In many cities all over the world, Maamoul can now be bought ready to indulge in, however there is something special about generations sharing in the experience of making them at home. There are various ways of making this age-old festive treat: with semolina pastry, with rosewater, orange blossom, date, pistachio or walnut filled, but there's one thing that can be garranteed. No Easter, Christmas, Ramadan, Purim or Hanukkah celebration would be complete without it!

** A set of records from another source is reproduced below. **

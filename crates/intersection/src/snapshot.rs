//! Read-only views of controller state for transports and dashboards.

use bitcode::{Decode, Encode};
use serde::{Deserialize, Serialize};

use crate::config::SignalConfig;
use crate::lanes::{LaneState, Phase};
use crate::Millis;

/// Connectivity flags supplied by the host. The controller only echoes them.
#[derive(Debug, Clone, Copy, Default, PartialEq, Eq, Serialize, Deserialize, Encode, Decode)]
pub struct Connectivity {
    pub database_connected: bool,
    pub device_connected: bool,
}

#[derive(Debug, Clone, PartialEq, Serialize, Deserialize, Encode, Decode)]
pub struct LaneSnapshot {
    pub id: String,
    pub phase: Phase,
    pub last_change_at: Millis,
    pub last_vehicle_at: Option<Millis>,
    pub last_sample_at: Option<Millis>,
    pub last_distance_cm: Option<f64>,
    pub is_occupied: bool,
    pub last_cleared_at: Option<Millis>,
    pub waiting: bool,
    pub cycles_completed: u32,
    pub red_since: Option<Millis>,
}

impl LaneSnapshot {
    pub fn capture(lane: &LaneState, waiting: bool) -> Self {
        Self {
            id: lane.id.clone(),
            phase: lane.phase,
            last_change_at: lane.last_change_at,
            last_vehicle_at: lane.last_vehicle_at,
            last_sample_at: lane.last_sample_at,
            last_distance_cm: lane.last_distance_cm,
            is_occupied: lane.is_occupied,
            last_cleared_at: lane.last_cleared_at,
            waiting,
            cycles_completed: lane.cycles_completed,
            red_since: lane.red_since,
        }
    }
}

/// Whole-intersection view. Lanes are in configured order; the queue keeps
/// its service order.
#[derive(Debug, Clone, PartialEq, Serialize, Deserialize, Encode, Decode)]
pub struct IntersectionSnapshot {
    /// Time of the last ingest, tick or reset the controller processed.
    pub timestamp: Millis,
    pub current_lane: String,
    pub next_lane: Option<String>,
    pub lanes: Vec<LaneSnapshot>,
    pub queue: Vec<String>,
    pub config: SignalConfig,
    #[serde(flatten)]
    pub connectivity: Connectivity,
}

impl IntersectionSnapshot {
    pub fn lane(&self, id: &str) -> Option<&LaneSnapshot> {
        self.lanes.iter().find(|lane| lane.id == id)
    }

    /// Lanes currently showing `phase`.
    pub fn lanes_in(&self, phase: Phase) -> impl Iterator<Item = &LaneSnapshot> {
        self.lanes.iter().filter(move |lane| lane.phase == phase)
    }
}

#[derive(Debug, Clone, PartialEq, Eq, Serialize, Deserialize)]
pub struct HealthSummary {
    pub status: String,
    pub lanes: usize,
    pub queue: usize,
}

People all over the Middle East eat them during special holidays and as the name suggests, Maamoul means " filled " or "stuffed " in Arabic. Specially made wooden moulds imprint this deliciously crumbly semolina pastry with individual designs so you'll know if your maamoul is walnut, date , pistachio or fig stuffed.

One is never enough, but five are too many! The sweetness takes over your palate, filling it with the satisfying heft of dates, the crunch of nuts and the final sweetening, a generous layer of icing sugar.

Try one this Easter and one thing will be certain: with their subtle favours and heavenly aroma, these delicious Maamoul will evoke visions of places you've never been to...



 Traditional Maamoul

Makes approx 100 x maamoul...go right ahead and half the ingredients if you don't plan on serving an entire military base.

You will need

1.5 kilos coarse semolina 3 cups fine semolina 900 grams unsalted butter at room temperature 1 cup of sugar Half a cup of Rose Water Half a cup of orange blossom water 1 cup of water 2 tablespoons of dry yeast dissolved Half a cup of luke warm water 1 teaspoon of Mahlepi 3 cups of soft icing sugar for dusting

1 traditional Maamoul mould - you can find these at a Middle Eastern grocery store

Walnut Filling: In a food processer, whiz up: Half a kilo walnuts 1 cup sugar Quarter cup of rose water

(You can substitute the walnuts for pistachio or other nuts of your choosing)

Date filling In a food processer, whiz up: Half a kilo of dates 3 tablespoons of butter I pinch of mahlepi

In a large bowl, combine the dry ingredients and mix well

Add the butter by rubbing it into the dry ingredients

Slowly add the rose and orange blossom water and continue to knead until combined

Cover and allow the dough to rest for 6 hours. (Overnight)

Dissolve the dry yeast with warm water and allow to rest for 20 minutes

Add the yeast mix to the dough, and fold in with one cup of water at room temp

Knead well – this can take up to ten minutes. Allow to rest for 1 hour

Taking one heaped tablespoon of dough at a time, create a ball shape in the palm of your hand and create a small well, enough for one heaped teaspoon of filling. (click here to visit - a brilliant site that details this process with awesome photos)

Once you have added your desired filling, continue to shape the ball, and seal the opening

Press the ball gently into the Maamoul shaper, and turn out onto a baking tray;

Once you have filled your lined baking tray with at least 2 cms between each cookie, bake for approx. 10 to 15 minutes in a fan forced over heated to 180 degrees C.

Bake until slightly coloured. These cookies will not spread, and you definitely don’t want them to brown or darken.

Some allow the maamoul to cool before adding the icing sugar dusting. But I've always loved dousing them in the stuff fresh out of the oven!